She's learning to live with the damage.

A new report shows in detail the damage that improper viewing of a solar eclipse can cause.

A case report in the journal JAMA Ophthalmology describes the case of a woman in her 20s who looked at the Aug. 21 solar eclipse. Media reports identified her as Nia Payne.

INVISION JAMA eclipseThis image shows the eclipse damage in Nia Payne's eye. JAMA Network

Doctors at the New York Eye and Ear Infirmary of Mount Sinai in New York used "adaptive optics" to "view the damage on a cellular level and see the microscopic structures in her eyes," CNN reported.

The woman had "viewed the solar rim several times for approximately 6 seconds without protective glasses and then again for approximately 15 to 20 seconds with a pair of eclipse glasses (unknown manufacturer)," doctors wrote in the case report. 

Eyecare professionals had advised using solar eclipse glasses approved by the International Organization for Standardization. But the woman, identified in media reports as Nia Payne, borrowed a pair of glasses from someone else, according to CNN. The glasses apparently did not meet the standards.
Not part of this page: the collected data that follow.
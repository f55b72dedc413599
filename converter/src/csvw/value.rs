//! Cell values and their normalization from raw source values.
//!
//! Sources hand over JSON-shaped raw values (`serde_json::Value`). They are
//! normalized eagerly into a [`CellValue`], so the engine only ever sees
//! one of three canonical shapes and never inspects source types.
//!
//! | raw value                         | result                   |
//! |-----------------------------------|--------------------------|
//! | absent, `null`                    | `Empty`                  |
//! | integral number                   | `Single(xsd:integer)`    |
//! | other number                      | `Single(xsd:double)`     |
//! | boolean                           | `Single(xsd:boolean)`    |
//! | string                            | `Single(xsd:string)`     |
//! | array of scalars / nulls          | `List` (nulls skipped)   |
//! | object, array with object / array | `UnsupportedShape`       |
//!
//! A custom handler registered for the column label replaces all of the
//! above.

use serde_json::{Number, Value};

use crate::error::{ValueError, ValueResult};
use crate::handlers::HandlerRegistry;
use crate::rdf::vocab::xsd;
use crate::rdf::Term;

/// A cell's contribution to the RDF output.
#[derive(Debug, Clone, PartialEq, Eq, Default)]
pub enum CellValue {
    /// No triple.
    #[default]
    Empty,
    /// Exactly one triple.
    Single(Term),
    /// One triple per element; order carries no meaning in the output.
    List(Vec<Term>),
}

impl CellValue {
    pub fn list(terms: impl IntoIterator<Item = Term>) -> Self {
        CellValue::List(terms.into_iter().collect())
    }

    /// The object terms this value contributes, in source order.
    pub fn terms(&self) -> &[Term] {
        match self {
            CellValue::Empty => &[],
            CellValue::Single(term) => std::slice::from_ref(term),
            CellValue::List(terms) => terms,
        }
    }

    /// Number of triples the value produces.
    pub fn len(&self) -> usize {
        self.terms().len()
    }

    /// True when the value produces no triple (`Empty` or an empty `List`).
    pub fn is_empty(&self) -> bool {
        self.terms().is_empty()
    }
}

impl From<Term> for CellValue {
    fn from(term: Term) -> Self {
        CellValue::Single(term)
    }
}

impl From<Option<Term>> for CellValue {
    fn from(term: Option<Term>) -> Self {
        term.map_or(CellValue::Empty, CellValue::Single)
    }
}

/// Normalize a raw value for the column with the given display label.
pub fn normalize(
    raw: Option<&Value>,
    column_label: &str,
    handlers: &HandlerRegistry,
) -> ValueResult<CellValue> {
    if let Some(handler) = handlers.get(column_label) {
        return handler.handle(raw.unwrap_or(&Value::Null));
    }
    normalize_generic(raw)
}

/// Generic normalization rules, without custom handlers.
pub fn normalize_generic(raw: Option<&Value>) -> ValueResult<CellValue> {
    match raw {
        None | Some(Value::Null) => Ok(CellValue::Empty),
        Some(Value::Array(items)) => {
            let mut terms = Vec::with_capacity(items.len());
            for item in items {
                match item {
                    Value::Null => continue,
                    Value::Array(_) => return Err(ValueError::unsupported("nested array")),
                    Value::Object(_) => return Err(ValueError::unsupported("object in array")),
                    scalar => terms.extend(scalar_to_term(scalar)?),
                }
            }
            Ok(CellValue::List(terms))
        }
        Some(Value::Object(_)) => Err(ValueError::unsupported("object")),
        Some(scalar) => Ok(scalar_to_term(scalar)?.into()),
    }
}

/// Convert a JSON scalar into a literal term; `null` gives `None`.
pub fn scalar_to_term(value: &Value) -> ValueResult<Option<Term>> {
    match value {
        Value::Null => Ok(None),
        Value::Bool(b) => Ok(Some(Term::boolean(*b))),
        Value::Number(n) => Ok(Some(number_to_term(n))),
        Value::String(s) => Ok(Some(Term::string(s))),
        Value::Array(_) => Err(ValueError::unsupported("array")),
        Value::Object(_) => Err(ValueError::unsupported("object")),
    }
}

fn number_to_term(n: &Number) -> Term {
    if let Some(i) = n.as_i64() {
        Term::integer(i)
    } else {
        // Source lexeme, kept exact by arbitrary_precision
        let lexeme = n.to_string();
        if !lexeme.contains(&['.', 'e', 'E'][..]) {
            Term::typed(lexeme, xsd::INTEGER)
        } else {
            match n.as_f64() {
                Some(d) if d.is_finite() => Term::double(d),
                _ => Term::typed(lexeme, xsd::DOUBLE),
            }
        }
    }
}

#[cfg(test)]
mod tests {
    use super::*;
    use crate::handlers::HandlerSpec;
    use serde_json::json;

    #[test]
    fn test_absent_and_null_are_empty() {
        assert_eq!(normalize_generic(None).unwrap(), CellValue::Empty);
        assert_eq!(normalize_generic(Some(&Value::Null)).unwrap(), CellValue::Empty);
    }

    #[test]
    fn test_scalars() {
        assert_eq!(
            normalize_generic(Some(&json!(42))).unwrap(),
            CellValue::Single(Term::integer(42))
        );
        assert_eq!(
            normalize_generic(Some(&json!(2.5))).unwrap(),
            CellValue::Single(Term::double(2.5))
        );
        assert_eq!(
            normalize_generic(Some(&json!(true))).unwrap(),
            CellValue::Single(Term::boolean(true))
        );
        assert_eq!(
            normalize_generic(Some(&json!("Praha"))).unwrap(),
            CellValue::Single(Term::string("Praha"))
        );
    }

    #[test]
    fn test_large_unsigned_stays_integer() {
        let value = normalize_generic(Some(&json!(u64::MAX))).unwrap();
        assert_eq!(
            value,
            CellValue::Single(Term::typed("18446744073709551615", xsd::INTEGER))
        );
    }

    #[test]
    fn test_integer_beyond_u64_keeps_lexeme() {
        let raw: Value = serde_json::from_str("123456789012345678901234567890").unwrap();
        assert_eq!(
            normalize_generic(Some(&raw)).unwrap(),
            CellValue::Single(Term::typed("123456789012345678901234567890", xsd::INTEGER))
        );

        let raw: Value = serde_json::from_str("-98765432109876543210").unwrap();
        assert_eq!(
            normalize_generic(Some(&raw)).unwrap(),
            CellValue::Single(Term::typed("-98765432109876543210", xsd::INTEGER))
        );
    }

    #[test]
    fn test_fractional_and_exponent_are_double() {
        let raw: Value = serde_json::from_str("2.5").unwrap();
        assert_eq!(
            normalize_generic(Some(&raw)).unwrap(),
            CellValue::Single(Term::double(2.5))
        );

        let raw: Value = serde_json::from_str("1e3").unwrap();
        assert_eq!(
            normalize_generic(Some(&raw)).unwrap(),
            CellValue::Single(Term::double(1000.0))
        );
    }

    #[test]
    fn test_list_skips_nulls_and_keeps_order() {
        let value = normalize_generic(Some(&json!(["a", null, "b", 3]))).unwrap();
        assert_eq!(
            value,
            CellValue::List(vec![Term::string("a"), Term::string("b"), Term::integer(3)])
        );
    }

    #[test]
    fn test_empty_list_is_legal() {
        let value = normalize_generic(Some(&json!([]))).unwrap();
        assert_eq!(value, CellValue::List(vec![]));
        assert!(value.is_empty());
        assert!(CellValue::Empty.is_empty());
    }

    #[test]
    fn test_structured_values_are_rejected() {
        let err = normalize_generic(Some(&json!({"LookupId": 1}))).unwrap_err();
        assert!(matches!(err, ValueError::UnsupportedShape { .. }));

        let err = normalize_generic(Some(&json!(["a", {"x": 1}]))).unwrap_err();
        assert!(matches!(err, ValueError::UnsupportedShape { .. }));

        let err = normalize_generic(Some(&json!([["nested"]]))).unwrap_err();
        assert!(matches!(err, ValueError::UnsupportedShape { .. }));
    }

    #[test]
    fn test_handler_takes_precedence() {
        let mut handlers = HandlerRegistry::new();
        handlers.register("Author", |_: &Value| Ok(CellValue::Single(Term::string("fixed"))));

        // Objects are fine when a handler covers the column
        let value = normalize(Some(&json!({"LookupValue": "x"})), "Author", &handlers).unwrap();
        assert_eq!(value, CellValue::Single(Term::string("fixed")));

        // Other columns still use the generic rules
        let err = normalize(Some(&json!({"x": 1})), "Other", &handlers).unwrap_err();
        assert!(matches!(err, ValueError::UnsupportedShape { .. }));
    }

    #[test]
    fn test_handler_sees_null_for_absent_value() {
        let mut handlers = HandlerRegistry::new();
        handlers.register_spec("Tags", HandlerSpec::Split { separator: ";".into() });
        assert_eq!(normalize(None, "Tags", &handlers).unwrap(), CellValue::Empty);
    }

    #[test]
    fn test_terms_view() {
        let single = CellValue::from(Term::integer(1));
        assert_eq!(single.len(), 1);
        assert_eq!(CellValue::from(None::<Term>), CellValue::Empty);
        assert_eq!(CellValue::list(vec![Term::string("a")]).terms().len(), 1);
    }
}
//! Table and cell annotations from the CSVW metadata model.
//!
//! Only the annotations the engine consumes are modelled. They are built
//! fresh for every table/cell and dropped after the engine call returns.

use serde::{Deserialize, Serialize};

/// Annotations of a table.
#[derive(Debug, Clone, Default, PartialEq, Eq, Serialize, Deserialize)]
pub struct TableAnnotation {
    /// URL of the tabular data file backing the table.
    ///
    /// Used to synthesize predicates (`<url>#<name>`) and row source
    /// fragments (`<url>#row=<n>`).
    pub url: Option<String>,
}

impl TableAnnotation {
    pub fn new(url: impl Into<String>) -> Self {
        Self {
            url: Some(url.into()),
        }
    }

    pub fn empty() -> Self {
        Self::default()
    }
}

/// Annotations of a single cell, taken from its column.
#[derive(Debug, Clone, Default, PartialEq, Eq, Serialize, Deserialize)]
#[serde(rename_all = "camelCase")]
pub struct CellAnnotation {
    /// Subject IRI; cells of one row sharing it describe the same entity.
    pub about_url: Option<String>,
    /// Predicate IRI; overrides predicate synthesis.
    pub property_url: Option<String>,
    /// Stable column identifier.
    pub name: String,
}

impl CellAnnotation {
    pub fn new(name: impl Into<String>) -> Self {
        Self {
            about_url: None,
            property_url: None,
            name: name.into(),
        }
    }

    pub fn with_about_url(mut self, about_url: impl Into<String>) -> Self {
        self.about_url = Some(about_url.into());
        self
    }

    pub fn with_property_url(mut self, property_url: impl Into<String>) -> Self {
        self.property_url = Some(property_url.into());
        self
    }
}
Payne soon began having vision problems and "reported seeing a central black spot in the left eye," the case report stated. It turned out she'd suffered solar retinopathy, for which there currently is no treatment.

With adaptive optics, doctors were able to image the photoreceptor layer of Payne's retina. What they saw was a crescent pattern that mimicked the partial solar eclipse.

Adaptive optics is a sophisticated technology that allows clinicians to examine microscopic structures of the eye in living patients with extreme detail in real time. Before the development of the technology, researchers could only see this level of detail on glass slides with a microscope.

“We have never seen the cellular damage from an eclipse because this event rarely happens and we haven’t had this type of advanced technology to examine solar retinopathy until recently,” said lead investigator Dr. Avnish Deobhakta, assistant professor of ophthalmology at the Icahn School of Medicine at Mount Sinai, in a press release. “NYEE is one of the few sites in North America with access to this technology, and using this to get an exact look at  this retinal damage on such a precise level will help clinicians better understand the condition.”

Payne still sees the dark spot in her eye and is learning to work around it.

She told Today: "My eyes will never be the same. I used to have 20/20 vision. I guess I took that for granted."